** Opening DATA PROVIDED block **

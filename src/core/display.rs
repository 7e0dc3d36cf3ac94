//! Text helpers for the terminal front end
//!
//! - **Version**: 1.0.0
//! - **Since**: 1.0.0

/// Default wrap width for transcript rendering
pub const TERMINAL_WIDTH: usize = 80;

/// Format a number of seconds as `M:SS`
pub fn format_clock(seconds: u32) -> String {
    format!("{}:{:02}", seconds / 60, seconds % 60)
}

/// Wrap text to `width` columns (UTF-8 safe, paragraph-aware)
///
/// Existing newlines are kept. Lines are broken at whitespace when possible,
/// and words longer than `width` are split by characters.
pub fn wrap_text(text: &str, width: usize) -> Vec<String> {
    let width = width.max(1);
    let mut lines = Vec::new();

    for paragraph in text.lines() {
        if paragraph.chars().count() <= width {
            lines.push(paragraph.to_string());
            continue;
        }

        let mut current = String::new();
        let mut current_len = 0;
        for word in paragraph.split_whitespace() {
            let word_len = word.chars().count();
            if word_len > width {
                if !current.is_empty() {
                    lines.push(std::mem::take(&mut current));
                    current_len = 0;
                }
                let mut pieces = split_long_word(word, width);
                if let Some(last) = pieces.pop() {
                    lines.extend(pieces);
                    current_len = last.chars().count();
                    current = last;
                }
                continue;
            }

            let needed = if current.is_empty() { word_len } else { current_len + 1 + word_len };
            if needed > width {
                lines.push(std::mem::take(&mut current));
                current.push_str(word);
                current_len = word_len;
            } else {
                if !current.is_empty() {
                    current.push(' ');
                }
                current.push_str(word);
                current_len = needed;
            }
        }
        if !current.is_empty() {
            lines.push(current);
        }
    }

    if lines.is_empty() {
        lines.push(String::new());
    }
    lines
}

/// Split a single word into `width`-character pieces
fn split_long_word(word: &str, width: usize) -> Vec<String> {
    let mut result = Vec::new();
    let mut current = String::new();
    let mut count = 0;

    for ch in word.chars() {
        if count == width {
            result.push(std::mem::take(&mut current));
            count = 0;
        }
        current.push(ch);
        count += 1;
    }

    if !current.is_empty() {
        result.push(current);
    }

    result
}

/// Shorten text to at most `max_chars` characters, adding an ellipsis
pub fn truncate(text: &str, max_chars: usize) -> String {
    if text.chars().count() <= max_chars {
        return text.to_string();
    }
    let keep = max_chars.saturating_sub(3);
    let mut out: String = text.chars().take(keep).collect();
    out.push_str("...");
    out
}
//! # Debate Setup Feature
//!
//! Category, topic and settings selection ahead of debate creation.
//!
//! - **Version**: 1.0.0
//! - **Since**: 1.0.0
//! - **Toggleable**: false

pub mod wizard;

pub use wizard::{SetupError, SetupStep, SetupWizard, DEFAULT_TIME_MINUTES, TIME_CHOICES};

** Closing DATA PROVIDED block **

__TRY IT__.
Filter the records for lines containing the word "characters" and copy each one.

__YOUR RESPONSE__.
/// and words longer than `width` are split by characters.
/// Shorten text to at most `max_chars` characters, adding an ellipsis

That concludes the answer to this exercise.